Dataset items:
########################################

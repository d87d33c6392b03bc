//! `mdtree-markdown` compiles markdown into an [`mdtree_core`] visual tree in one streaming
//! pass.
//!
//! ## Quick start
//!
//! ```
//! use mdtree_markdown::MarkdownView;
//!
//! let mut view = MarkdownView::new();
//! view.set_text("# Title\n\nSome **bold** text.");
//! assert_eq!(view.block_count(), 2);
//! let lines = view.lines_for_width(40);
//! assert_eq!(lines[0].to_string(), "Title");
//! ```
//!
//! ## Pieces
//!
//! - [`events::parse`] tokenizes with `pulldown-cmark` and pushes balanced enter/leave/text
//!   callbacks into a [`events::MarkdownHandler`].
//! - [`render::RenderContext`] is the handler that builds nodes on any
//!   [`mdtree_core::tree::TreeSink`].
//! - [`resolve`] maps emphasis and heading levels to fonts, with fallbacks when a font is
//!   missing from the [`StyleConfig`].
//! - [`MarkdownView`] owns the source text, the style and the tree, and rebuilds the tree
//!   whenever either input changes.
pub mod code;
pub mod events;
pub mod list;
pub mod render;
pub mod resolve;
pub mod style;
pub mod view;

pub use render::RenderSummary;
pub use render::render_markdown;
pub use style::StyleConfig;
pub use view::MarkdownView;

########################################

What is needed →
Once you find the string "StyleConfig" in a line of the records, copy that line.

Response box →
//!   missing from the [`StyleConfig`].
pub use style::StyleConfig;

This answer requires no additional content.